In 1975, Bill Gates started a little company called Microsoft. The very next year, Steve Jobs, Steve Wozniak, and Ronald Wayne founded Apple. In the 40 years since, computers have become an inextricable and vital part of our daily lives. Now, many people are talking about how computer programming may be an important literacy skill that children need to learn in school to compete in a twenty-first century workforce. However, our current relationship with technology wouldn’t be possible if it weren’t for the pioneering men and women that paved the way as programmers. In honor of their achievements, we’ve compiled a list of famous programmers throughout history that have made our current relationship with technology possible and given us the tools needed to create our future.
For nine months between 1842 and 1843, Ada Lovelace translated italian mathematician Luigi Menabrea’s article describing her friend Charles Babbage’s new invention, the Analytical Engine. The machine was meant to be the first general purpose computer. In her translation, Lovelace included a series of notes that were three times longer than the original article. In one section of the notes, she wrote about how the machine could calculate a sequence of Bernoulli numbers. Unfortunately, her work was never test, but if it had been, experts believe it would have run properly. Because of this, Lovelace is considered the world’s first computer programmer.
Grace Hopper, also known as “Amazing Grace” and the “Queen of Code,” invented many important things that are still used today in the world of programming. She’s most famous for popularizing the term “debugging” when she found that a moth stuck in a section of the computer was causing the program to break.

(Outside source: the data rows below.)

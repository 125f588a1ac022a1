//! Workflow configuration loaded via OrthoConfig.

use std::path::PathBuf;

use ortho_config::OrthoConfig;
use serde::Deserialize;
use thiserror::Error;

use crate::domain::{RequestNumber, RequestNumberError, WorkflowRules};

const DEFAULT_REQUEST_PREFIX: &str = "REQ";
const DEFAULT_COLLECTION_PREFIX: &str = "ACD";

fn default_seed_path() -> PathBuf {
    PathBuf::from(env!("CARGO_MANIFEST_DIR"))
        .join("fixtures")
        .join("relocation")
        .join("seed.json")
}

/// Settings that cannot be turned into [`WorkflowRules`].
#[derive(Debug, Clone, PartialEq, Eq, Error)]
pub enum WorkflowSettingsError {
    /// A number prefix is empty or contains whitespace.
    #[error("{setting} is not a usable number prefix: {source}")]
    InvalidPrefix {
        /// Offending setting.
        setting: &'static str,
        /// Why the prefix was rejected.
        #[source]
        source: RequestNumberError,
    },
    /// Comments could never be recorded.
    #[error("max_comment_length must be greater than zero")]
    ZeroCommentLength,
}

/// Configuration values for the relocation workflow.
#[derive(Debug, Clone, Deserialize, OrthoConfig)]
#[ortho_config(prefix = "RELOCATION")]
pub struct WorkflowSettings {
    /// Prefix of human-readable request numbers.
    pub request_number_prefix: Option<String>,
    /// Prefix of asset collection document numbers.
    pub collection_document_prefix: Option<String>,
    /// Upper bound on approval comments and denial reasons, in characters.
    #[ortho_config(default = 500)]
    pub max_comment_length: usize,
    /// Seed fixture path override.
    pub seed_path: Option<PathBuf>,
}

impl WorkflowSettings {
    /// Return the configured request number prefix, falling back to `REQ`.
    pub fn request_number_prefix(&self) -> &str {
        self.request_number_prefix
            .as_deref()
            .unwrap_or(DEFAULT_REQUEST_PREFIX)
    }

    /// Return the configured collection document prefix, falling back to
    /// `ACD`.
    pub fn collection_document_prefix(&self) -> &str {
        self.collection_document_prefix
            .as_deref()
            .unwrap_or(DEFAULT_COLLECTION_PREFIX)
    }

    /// Return the configured seed path, falling back to the bundled fixture.
    pub fn seed_path(&self) -> PathBuf {
        self.seed_path.clone().unwrap_or_else(default_seed_path)
    }

    /// Check the settings and build the service rules.
    ///
    /// # Errors
    /// [`WorkflowSettingsError`] when a prefix cannot form a number or the
    /// comment bound is zero.
    pub fn rules(&self) -> Result<WorkflowRules, WorkflowSettingsError> {
        for (setting, prefix) in [
            ("request_number_prefix", self.request_number_prefix()),
            ("collection_document_prefix", self.collection_document_prefix()),
        ] {
            RequestNumber::compose(prefix, 2024, 1)
                .map_err(|source| WorkflowSettingsError::InvalidPrefix { setting, source })?;
        }
        let max_comment_length = self.max_comment_length;
        if max_comment_length == 0 {
            return Err(WorkflowSettingsError::ZeroCommentLength);
        }
        Ok(WorkflowRules {
            request_number_prefix: self.request_number_prefix().to_owned(),
            collection_document_prefix: self.collection_document_prefix().to_owned(),
            max_comment_length,
        })
    }
}
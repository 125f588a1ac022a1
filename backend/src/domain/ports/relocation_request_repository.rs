//! Port for relocation request persistence.
//!
//! Adapters store whole request records and guard writes with a revision
//! compare-and-swap, so two concurrent transitions on one request cannot
//! both land.

use async_trait::async_trait;

use crate::domain::{RelocationRequest, RequestId, RequestStatus, UserId};

use super::define_port_error;

define_port_error! {
    /// Errors raised by relocation request repository adapters.
    pub enum RelocationRequestRepositoryError {
        /// Repository connection could not be established.
        Connection { message: String } =>
            "relocation repository connection failed: {message}"; transient,
        /// Query or mutation failed during execution.
        Query { message: String } =>
            "relocation repository query failed: {message}",
        /// Optimistic concurrency check failed.
        RevisionMismatch { expected: u32, actual: u32 } =>
            "revision mismatch: expected {expected}, found {actual}",
        /// An update targeted a request that is not stored.
        NotFound { id: String } =>
            "relocation request {id} not found",
    }
}

/// Storage-level selection of requests.
///
/// Every populated criterion must match. The permission resolver builds one
/// per user; adapters may translate it into a query or apply
/// [`RequestListFilter::matches`] in memory.
#[derive(Debug, Clone, Default, PartialEq, Eq)]
pub struct RequestListFilter {
    statuses: Option<Vec<RequestStatus>>,
    requested_by: Option<UserId>,
    assigned_hod: Option<UserId>,
    assigned_manager: Option<UserId>,
}

impl RequestListFilter {
    /// Match every request.
    pub fn all() -> Self {
        Self::default()
    }

    /// Restrict to the given statuses.
    pub fn with_statuses(mut self, statuses: impl IntoIterator<Item = RequestStatus>) -> Self {
        self.statuses = Some(statuses.into_iter().collect());
        self
    }

    /// Restrict to one requester.
    pub fn requested_by(mut self, user_id: UserId) -> Self {
        self.requested_by = Some(user_id);
        self
    }

    /// Restrict to one assigned HOD.
    pub fn assigned_hod(mut self, user_id: UserId) -> Self {
        self.assigned_hod = Some(user_id);
        self
    }

    /// Restrict to one assigned asset manager.
    pub fn assigned_manager(mut self, user_id: UserId) -> Self {
        self.assigned_manager = Some(user_id);
        self
    }

    /// Status criterion, if any.
    pub fn statuses(&self) -> Option<&[RequestStatus]> {
        self.statuses.as_deref()
    }

    /// Whether `request` satisfies every populated criterion.
    pub fn matches(&self, request: &RelocationRequest) -> bool {
        let status_ok = self
            .statuses
            .as_ref()
            .is_none_or(|statuses| statuses.contains(&request.status()));
        let requester_ok = self
            .requested_by
            .as_ref()
            .is_none_or(|id| request.requested_by_user_id() == id);
        let hod_ok = self
            .assigned_hod
            .as_ref()
            .is_none_or(|id| &request.assigned_hod().id == id);
        let manager_ok = self
            .assigned_manager
            .as_ref()
            .is_none_or(|id| &request.assigned_manager().id == id);
        status_ok && requester_ok && hod_ok && manager_ok
    }
}

/// Port for relocation request storage and retrieval.
///
/// # Revision Semantics
///
/// - New requests are stored at revision 1.
/// - The caller sets the new revision on the record before saving; the
///   repository does not increment it.
/// - `save(request, None)` inserts and fails with a `Query` error when the
///   id is already stored.
/// - `save(request, Some(n))` replaces the stored record only when its
///   revision is still `n`, otherwise it returns
///   [`RelocationRequestRepositoryError::RevisionMismatch`].
#[cfg_attr(test, mockall::automock)]
#[async_trait]
pub trait RelocationRequestRepository: Send + Sync {
    /// Fetch one request.
    async fn find_by_id(
        &self,
        id: &RequestId,
    ) -> Result<Option<RelocationRequest>, RelocationRequestRepositoryError>;

    /// Insert or conditionally replace a request.
    async fn save(
        &self,
        request: &RelocationRequest,
        expected_revision: Option<u32>,
    ) -> Result<(), RelocationRequestRepositoryError>;

    /// List requests matching `filter`, oldest submission first.
    async fn list(
        &self,
        filter: &RequestListFilter,
    ) -> Result<Vec<RelocationRequest>, RelocationRequestRepositoryError>;

    /// Reserve the next request number sequence for `year` (starting at 1).
    async fn next_sequence(&self, year: i32) -> Result<u32, RelocationRequestRepositoryError>;
}

/// Fixture implementation for tests that do not exercise persistence.
#[derive(Debug, Default, Clone, Copy)]
pub struct FixtureRelocationRequestRepository;

#[async_trait]
impl RelocationRequestRepository for FixtureRelocationRequestRepository {
    async fn find_by_id(
        &self,
        _id: &RequestId,
    ) -> Result<Option<RelocationRequest>, RelocationRequestRepositoryError> {
        Ok(None)
    }

    async fn save(
        &self,
        _request: &RelocationRequest,
        _expected_revision: Option<u32>,
    ) -> Result<(), RelocationRequestRepositoryError> {
        Ok(())
    }

    async fn list(
        &self,
        _filter: &RequestListFilter,
    ) -> Result<Vec<RelocationRequest>, RelocationRequestRepositoryError> {
        Ok(Vec::new())
    }

    async fn next_sequence(&self, _year: i32) -> Result<u32, RelocationRequestRepositoryError> {
        Ok(1)
    }
}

In 1960 while working for General Electric, Charles Bachman created one of the first database management systems, which is a system that allows users and programmers an easy way to create, access, and manage data. His work made it possible for you to use things like online banking, Facebook, and Google Maps.
Margaret Hamilton was worked on the code that sent Apollo 11 to the moon. Three minutes before the lunar shuttle landed, an error occurred that almost made the system abort. Thankfully, because of her work, the computer was able to recognize what the problem was, solve it, and successfully land the space shuttle.
Make sure you high-five your favorite programmer as a thanks for all of the hard work that they’ve done!